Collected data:
——

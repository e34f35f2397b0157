//! RTT estimation strategies, ordered by reliability.
//!
//! Handshake phases give the most direct RTT measurement; when no record in
//! the set exposes one, two coarser strategies (download throughput and
//! send-start delay) stand in, scaled down by a correction multiplier.

use std::collections::HashMap;

use tracing::debug;

use crate::error::EstimateError;
use crate::metrics::{summarize_by_origin, OriginKey, Summary};
use crate::model::{RttEstimateOptions, TimingRecord};

use super::{estimate_value_by_origin, EstimateContext};

/// One initial TCP congestion window, in bytes. Transfers at or below this
/// size complete in a single burst and carry no bandwidth signal.
pub const INITIAL_CWND_BYTES: u64 = 14 * 1024;

/// Most reliable strategy: read RTT straight off the TCP/TLS handshake
/// phases. Inapplicable to reused connections, where no handshake happened.
fn rtt_via_handshake(ctx: &EstimateContext) -> Vec<f64> {
    if ctx.connection_reused {
        return Vec::new();
    }
    let timing = ctx.timing;
    if timing.ssl_start > 0.0 && timing.ssl_end > 0.0 {
        // TLS and TCP handshakes observed separately: attribute one RTT
        // sample to each.
        vec![
            timing.connect_end - timing.ssl_start,
            timing.ssl_start - timing.connect_start,
        ]
    } else if timing.connect_start >= 0.0 && timing.connect_end > 0.0 {
        vec![timing.connect_end - timing.connect_start]
    } else {
        Vec::new()
    }
}

/// Coarse fallback: infer RTT from how long the body took to download after
/// the first byte, assuming the congestion window doubles every round trip
/// starting from one initial window.
fn rtt_via_download_timing(ctx: &EstimateContext) -> Vec<f64> {
    if ctx.connection_reused {
        return Vec::new();
    }
    // At or below one congestion window there is nothing to infer from.
    if ctx.record.transfer_size <= INITIAL_CWND_BYTES {
        return Vec::new();
    }
    let timing = ctx.timing;
    if timing.receive_headers_end < 0.0 {
        return Vec::new();
    }

    let total_ms = (ctx.record.end_time - ctx.record.start_time) * 1000.0;
    let download_after_first_byte = total_ms - timing.receive_headers_end;
    let round_trips = (ctx.record.transfer_size as f64 / INITIAL_CWND_BYTES as f64).log2();
    vec![download_after_first_byte / round_trips]
}

/// Coarse fallback: the delay before the request could be sent covers one
/// round trip, or two when TLS had to be negotiated first.
fn rtt_via_send_start(ctx: &EstimateContext) -> Vec<f64> {
    if ctx.connection_reused {
        return Vec::new();
    }
    let timing = ctx.timing;
    if timing.send_start < 0.0 {
        return Vec::new();
    }

    let mut round_trips = 1.0;
    if ctx.record.is_secure() {
        round_trips += 1.0;
    }
    vec![timing.send_start / round_trips]
}

/// Estimate RTT per origin, summarized, with one `OriginKey::All` entry over
/// every sample.
///
/// The handshake strategy runs first. When it yields no origins at all, or
/// `force_coarse_estimates` is set, its result is discarded and the two
/// coarse strategies are merged per origin, every coarse sample scaled by
/// `coarse_estimate_multiplier`. `EstimateError::NoTimingData` when no origin
/// has a single sample after all strategies.
pub fn estimate_rtt_by_origin(
    records: &[TimingRecord],
    options: &RttEstimateOptions,
) -> Result<HashMap<OriginKey, Summary>, EstimateError> {
    let mut samples_by_origin = if options.force_coarse_estimates {
        debug!("coarse RTT estimates forced");
        HashMap::new()
    } else {
        estimate_value_by_origin(records, rtt_via_handshake)
    };

    if samples_by_origin.is_empty() {
        if !options.force_coarse_estimates {
            debug!("no handshake timings available, falling back to coarse RTT estimates");
        }
        let mut coarse = estimate_value_by_origin(records, rtt_via_download_timing);
        for (origin, samples) in estimate_value_by_origin(records, rtt_via_send_start) {
            coarse.entry(origin).or_default().extend(samples);
        }
        for samples in coarse.values_mut() {
            for sample in samples.iter_mut() {
                *sample *= options.coarse_estimate_multiplier;
            }
        }
        samples_by_origin = coarse;
    }

    if samples_by_origin.is_empty() {
        return Err(EstimateError::NoTimingData);
    }
    Ok(summarize_by_origin(&samples_by_origin))
}
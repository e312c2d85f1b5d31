//! Application Layer
//!
//! Use cases that orchestrate the business flow.
//! This layer:
//! - Depends on Domain layer (entities, services, ports)
//! - Does NOT contain business rules (those are in Domain)
//! - Coordinates between Infrastructure and Domain
//!
//! ## Use Cases
//!
//! - `AuditUseCase` - Load lessons and schedules, then run the compliance check

pub mod audit;

pub use audit::{AuditOptions, AuditOutcome, AuditUseCase};
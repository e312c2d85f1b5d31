//! Domain Policies
//!
//! Business rules that govern what counts as a violation.

mod check_policy;

pub use check_policy::{CheckPolicy, MIN_CONSECUTIVE_MINUTES, MIN_SESSION_MINUTES};
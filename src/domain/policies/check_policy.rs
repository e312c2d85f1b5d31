//! Check Policy
//!
//! Minimum-length rules for supplementary sessions. The thresholds are
//! plain data so a different policy can be injected without code edits.

use serde::{Deserialize, Serialize};

/// Shortest acceptable single session, in minutes
pub const MIN_SESSION_MINUTES: u32 = 40;

/// Shortest acceptable back-to-back pair, in minutes
pub const MIN_CONSECUTIVE_MINUTES: u32 = 80;

#[derive(Debug, Clone, Copy, PartialEq, Eq, Serialize, Deserialize)]
pub struct CheckPolicy {
    #[serde(default = "default_min_session_minutes")]
    pub min_session_minutes: u32,

    #[serde(default = "default_min_consecutive_minutes")]
    pub min_consecutive_minutes: u32,
}

impl Default for CheckPolicy {
    fn default() -> Self {
        Self {
            min_session_minutes: MIN_SESSION_MINUTES,
            min_consecutive_minutes: MIN_CONSECUTIVE_MINUTES,
        }
    }
}

fn default_min_session_minutes() -> u32 {
    MIN_SESSION_MINUTES
}

fn default_min_consecutive_minutes() -> u32 {
    MIN_CONSECUTIVE_MINUTES
}

impl CheckPolicy {
    pub fn new(min_session_minutes: u32, min_consecutive_minutes: u32) -> Self {
        Self {
            min_session_minutes,
            min_consecutive_minutes,
        }
    }

    /// Minutes missing from a single session, if any
    pub fn session_shortage(&self, duration: u32) -> Option<u32> {
        shortage(self.min_session_minutes, duration)
    }

    /// Minutes missing from a back-to-back pair, if any
    pub fn consecutive_shortage(&self, total_duration: u32) -> Option<u32> {
        shortage(self.min_consecutive_minutes, total_duration)
    }
}

fn shortage(minimum: u32, actual: u32) -> Option<u32> {
    (actual < minimum).then(|| minimum - actual)
}
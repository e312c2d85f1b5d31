//! Schedule record entity
//!
//! An approved duty or business-trip block taken from the official
//! attendance system. Unlike lesson times these are already absolute
//! (local wall-clock) instants.

use chrono::NaiveDateTime;
use serde::{Deserialize, Serialize};

const INSTANT_FORMATS: &[&str] = &[
    "%Y-%m-%d %H:%M",
    "%Y-%m-%d %H:%M:%S",
    "%Y-%m-%dT%H:%M",
    "%Y-%m-%dT%H:%M:%S%.f",
    "%Y.%m.%d %H:%M",
];

const PERIOD_FORMAT: &str = "%Y-%m-%d %H:%M";

#[derive(Debug, Clone, PartialEq, Eq, Serialize, Deserialize)]
#[serde(rename_all = "camelCase")]
pub struct ScheduleRecord {
    #[serde(with = "local_instant")]
    pub start_time: NaiveDateTime,
    #[serde(with = "local_instant")]
    pub end_time: NaiveDateTime,
    /// Duty-status name or trip destination
    #[serde(rename = "type")]
    pub kind: String,
    /// Reason or purpose
    #[serde(default)]
    pub detail: String,
}

impl ScheduleRecord {
    pub fn new(
        start_time: NaiveDateTime,
        end_time: NaiveDateTime,
        kind: impl Into<String>,
        detail: impl Into<String>,
    ) -> Self {
        Self {
            start_time,
            end_time,
            kind: kind.into(),
            detail: detail.into(),
        }
    }

    /// True unless one window ends at or before the other begins.
    ///
    /// Touching endpoints do not overlap.
    pub fn overlaps(&self, start: NaiveDateTime, end: NaiveDateTime) -> bool {
        !(end <= self.start_time || start >= self.end_time)
    }

    /// `YYYY-MM-DD HH:MM ~ YYYY-MM-DD HH:MM`
    pub fn period_label(&self) -> String {
        format!(
            "{} ~ {}",
            self.start_time.format(PERIOD_FORMAT),
            self.end_time.format(PERIOD_FORMAT)
        )
    }

    /// `type: detail`
    pub fn summary(&self) -> String {
        format!("{}: {}", self.kind, self.detail)
    }
}

/// Parse a local instant in any of the formats the exports use.
pub fn parse_instant(text: &str) -> Option<NaiveDateTime> {
    let normalized = text.split_whitespace().collect::<Vec<_>>().join(" ");
    INSTANT_FORMATS
        .iter()
        .find_map(|format| NaiveDateTime::parse_from_str(&normalized, format).ok())
}

mod local_instant {
    use chrono::NaiveDateTime;
    use serde::{Deserialize, Deserializer, Serializer};

    const SERIALIZE_FORMAT: &str = "%Y-%m-%dT%H:%M:%S";

    pub fn serialize<S>(instant: &NaiveDateTime, serializer: S) -> Result<S::Ok, S::Error>
    where
        S: Serializer,
    {
        serializer.collect_str(&instant.format(SERIALIZE_FORMAT))
    }

    pub fn deserialize<'de, D>(deserializer: D) -> Result<NaiveDateTime, D::Error>
    where
        D: Deserializer<'de>,
    {
        let text = String::deserialize(deserializer)?;
        super::parse_instant(&text).ok_or_else(|| {
            serde::de::Error::custom(format!(
                "invalid schedule instant '{}' - expected YYYY-MM-DD HH:MM",
                text
            ))
        })
    }
}

#[cfg(test)]
mod tests {
    use super::*;

    fn at(text: &str) -> NaiveDateTime {
        parse_instant(text).unwrap()
    }

    fn schedule(start: &str, end: &str) -> ScheduleRecord {
        ScheduleRecord::new(at(start), at(end), "연가", "family event")
    }

    #[test]
    fn parse_instant_accepts_export_formats() {
        assert_eq!(at("2025-12-16 14:30"), at("2025-12-16T14:30:00"));
        assert_eq!(at("2025.12.16 14:30"), at("2025-12-16 14:30"));
        assert_eq!(at("2025-12-16   14:30"), at("2025-12-16 14:30"));
        assert!(parse_instant("16/12/2025 14:30").is_none());
    }

    #[test]
    fn touching_endpoints_do_not_overlap() {
        let s = schedule("2025-04-18 14:20", "2025-04-18 15:00");
        assert!(!s.overlaps(at("2025-04-18 13:40"), at("2025-04-18 14:20")));
        assert!(!s.overlaps(at("2025-04-18 15:00"), at("2025-04-18 15:40")));
    }

    #[test]
    fn any_shared_minute_overlaps() {
        let s = schedule("2025-04-18 14:19", "2025-04-18 15:00");
        assert!(s.overlaps(at("2025-04-18 13:40"), at("2025-04-18 14:20")));

        let all_day = schedule("2025-04-18 00:00", "2025-04-19 00:00");
        assert!(all_day.overlaps(at("2025-04-18 13:40"), at("2025-04-18 14:20")));
    }

    #[test]
    fn period_label_uses_local_wall_clock() {
        let s = schedule("2025-12-16 14:30", "2025-12-16 16:30");
        assert_eq!(s.period_label(), "2025-12-16 14:30 ~ 2025-12-16 16:30");
        assert_eq!(s.summary(), "연가: family event");
    }

    #[test]
    fn serde_uses_type_field_and_accepts_export_instants() {
        let json = r#"{"startTime": "2025-12-16 14:30", "endTime": "2025-12-16T16:30:00", "type": "출장", "detail": "training"}"#;
        let s: ScheduleRecord = serde_json::from_str(json).unwrap();
        assert_eq!(s.kind, "출장");
        assert_eq!(s.period_label(), "2025-12-16 14:30 ~ 2025-12-16 16:30");

        let value = serde_json::to_value(&s).unwrap();
        assert_eq!(value["startTime"], "2025-12-16T14:30:00");
        assert_eq!(value["type"], "출장");
    }

    #[test]
    fn serde_rejects_unreadable_instant() {
        let json = r#"{"startTime": "soon", "endTime": "2025-12-16 16:30", "type": "x"}"#;
        let err = serde_json::from_str::<ScheduleRecord>(json).unwrap_err();
        assert!(err.to_string().contains("invalid schedule instant 'soon'"));
    }
}
//! Audit Use Case
//!
//! 1. Load the lesson log
//! 2. Load every duty export, then every trip export
//! 3. Run the compliance checker
//!
//! All rules live in `ComplianceChecker`; this is orchestration only.

use std::path::PathBuf;

use crate::domain::entities::ScheduleRecord;
use crate::domain::ports::{LessonSource, ScheduleSource};
use crate::domain::services::ComplianceChecker;
use crate::domain::value_objects::ScheduleLayout;
use crate::error::KidariResult;

use super::options::AuditOptions;
use super::result::AuditOutcome;

/// Audit use case, parameterized by its ingestion ports
pub struct AuditUseCase<L, S>
where
    L: LessonSource,
    S: ScheduleSource,
{
    lesson_source: L,
    schedule_source: S,
}

impl<L, S> AuditUseCase<L, S>
where
    L: LessonSource,
    S: ScheduleSource,
{
    pub fn new(lesson_source: L, schedule_source: S) -> Self {
        Self {
            lesson_source,
            schedule_source,
        }
    }

    /// Execute the audit
    pub fn execute(&self, options: &AuditOptions) -> KidariResult<AuditOutcome> {
        let lessons = self.lesson_source.load_lessons(&options.lessons)?;
        let duty = self.load_all(&options.duty_files, ScheduleLayout::Duty)?;
        let trips = self.load_all(&options.trip_files, ScheduleLayout::Trip)?;

        tracing::info!(
            lessons = lessons.len(),
            duty = duty.len(),
            trips = trips.len(),
            "running compliance check"
        );

        let undated_lessons = lessons
            .iter()
            .filter(|lesson| lesson.calendar_date().is_none())
            .count();
        if undated_lessons > 0 {
            tracing::debug!(
                undated_lessons,
                "lessons without a readable fullDate skip pair and conflict checks"
            );
        }

        let report = ComplianceChecker::new(options.policy).check(&lessons, &duty, &trips);

        Ok(AuditOutcome {
            report,
            duty_schedules: duty.len(),
            trip_schedules: trips.len(),
            undated_lessons,
        })
    }

    fn load_all(
        &self,
        files: &[PathBuf],
        layout: ScheduleLayout,
    ) -> KidariResult<Vec<ScheduleRecord>> {
        let mut schedules = Vec::new();
        for file in files {
            schedules.extend(self.schedule_source.load_schedules(file, layout)?);
        }
        Ok(schedules)
    }
}
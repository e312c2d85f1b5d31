//! Kidari CLI - supplementary lesson log compliance checker
//!
//! Usage: kidari [--json] [-v...] [--color auto|always|never] <COMMAND>
//!
//! Commands:
//!   audit    Check a lesson log against session rules and approved schedules
//!   explain  Show the rules that are checked

mod commands;
mod ui;

use anyhow::Result;
use clap::Parser;
use is_terminal::IsTerminal;
use tracing_subscriber::EnvFilter;

use kidari::application::AuditOptions;
use kidari::presentation::{Cli, Commands};
use kidari::Config;

fn main() {
    let cli = Cli::parse();
    init_tracing(cli.verbose);

    let json = cli.json;
    let command = match &cli.command {
        Commands::Audit { .. } => "audit",
        Commands::Explain { .. } => "explain",
    };

    if let Err(err) = run(cli) {
        ui::error::print_error(&err, json, command);
        std::process::exit(1);
    }
}

/// `RUST_LOG` wins; otherwise `-v` picks the level.
fn init_tracing(verbose: u8) {
    let level = match verbose {
        0 => "warn",
        1 => "info",
        2 => "debug",
        _ => "trace",
    };
    let filter = EnvFilter::try_from_default_env().unwrap_or_else(|_| EnvFilter::new(level));

    tracing_subscriber::fmt()
        .with_env_filter(filter)
        .with_writer(std::io::stderr)
        .with_ansi(std::io::stderr().is_terminal())
        .with_target(false)
        .without_time()
        .init();
}

fn run(cli: Cli) -> Result<()> {
    let project_root = std::env::current_dir()?;
    let (config, warnings) = Config::discover(Some(&project_root))?;
    ui::output::print_config_warnings(&warnings);

    let ui = ui::context::UiContext::new(cli.json, cli.verbose, cli.color, &config);

    match cli.command {
        Commands::Audit {
            lessons,
            duty,
            trip,
            min_session,
            min_consecutive,
            export,
            allow_violations,
        } => {
            let mut policy = config.policy;
            if let Some(minutes) = min_session {
                policy.min_session_minutes = minutes;
            }
            if let Some(minutes) = min_consecutive {
                policy.min_consecutive_minutes = minutes;
            }

            let options = AuditOptions {
                lessons,
                duty_files: duty,
                trip_files: trip,
                policy,
            };
            commands::cmd_audit(
                commands::AuditRequest {
                    options,
                    export,
                    allow_violations,
                },
                &ui,
            )
        }
        Commands::Explain { brief } => commands::cmd_explain(brief, config.policy, &ui),
    }
}
//! Shared JSON event types for consistent CLI output.

use serde::Serialize;

use kidari::domain::services::LessonDetail;
use kidari::{CheckPolicy, ViolationReport};

/// Event emitted when a command starts.
#[derive(Debug, Clone, Serialize)]
pub struct StartEvent<'a> {
    pub event: &'static str,
    pub command: &'a str,
    pub version: &'static str,
    #[serde(skip_serializing_if = "Option::is_none")]
    pub policy: Option<CheckPolicy>,
}

impl<'a> StartEvent<'a> {
    pub fn new(command: &'a str) -> Self {
        Self {
            event: "start",
            command,
            version: env!("CARGO_PKG_VERSION"),
            policy: None,
        }
    }

    pub fn with_policy(mut self, policy: CheckPolicy) -> Self {
        self.policy = Some(policy);
        self
    }
}

/// One `lessonsDetail` row, streamed before the final report.
#[derive(Debug, Clone, Serialize)]
pub struct LessonEvent<'a> {
    pub event: &'static str,
    pub command: &'a str,
    #[serde(flatten)]
    pub lesson: &'a LessonDetail,
}

impl<'a> LessonEvent<'a> {
    pub fn new(command: &'a str, lesson: &'a LessonDetail) -> Self {
        Self {
            event: "lesson",
            command,
            lesson,
        }
    }
}

/// Command payload that is not a stream of rows (`explain`)
#[derive(Debug, Clone, Serialize)]
pub struct DataEvent<'a, T: Serialize> {
    pub event: &'static str,
    pub command: &'a str,
    pub brief: bool,
    pub data: T,
}

impl<'a, T: Serialize> DataEvent<'a, T> {
    pub fn new(command: &'a str, data: T) -> Self {
        Self {
            event: "data",
            command,
            brief: false,
            data,
        }
    }

    pub fn brief(mut self, brief: bool) -> Self {
        self.brief = brief;
        self
    }
}

/// Event emitted when a command completes.
#[derive(Debug, Clone, Serialize)]
pub struct CompleteEvent<'a> {
    pub event: &'static str,
    pub command: &'a str,
    pub success: bool,
    #[serde(skip_serializing_if = "Option::is_none")]
    pub duration_ms: Option<u64>,
    #[serde(skip_serializing_if = "Option::is_none")]
    pub report: Option<&'a ViolationReport>,
}

impl<'a> CompleteEvent<'a> {
    pub fn success(command: &'a str) -> Self {
        Self {
            event: "complete",
            command,
            success: true,
            duration_ms: None,
            report: None,
        }
    }

    pub fn failure(command: &'a str) -> Self {
        Self {
            success: false,
            ..Self::success(command)
        }
    }

    pub fn with_duration(mut self, duration_ms: u64) -> Self {
        self.duration_ms = Some(duration_ms);
        self
    }

    pub fn with_report(mut self, report: &'a ViolationReport) -> Self {
        self.report = Some(report);
        self
    }
}

/// Event emitted when an error occurs.
#[derive(Debug, Clone, Serialize)]
pub struct ErrorEvent<'a> {
    pub event: &'static str,
    pub command: &'a str,
    pub code: &'a str,
    pub message: String,
    #[serde(skip_serializing_if = "Option::is_none")]
    pub help: Option<String>,
}

impl<'a> ErrorEvent<'a> {
    pub fn new(command: &'a str, code: &'a str, message: impl Into<String>) -> Self {
        Self {
            event: "error",
            command,
            code,
            message: message.into(),
            help: None,
        }
    }

    pub fn with_help(mut self, help: impl Into<String>) -> Self {
        self.help = Some(help.into());
        self
    }
}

——

- Assignment -
Please count how many lines of the records include "brief", giving the number and nothing else.

- Task result -
5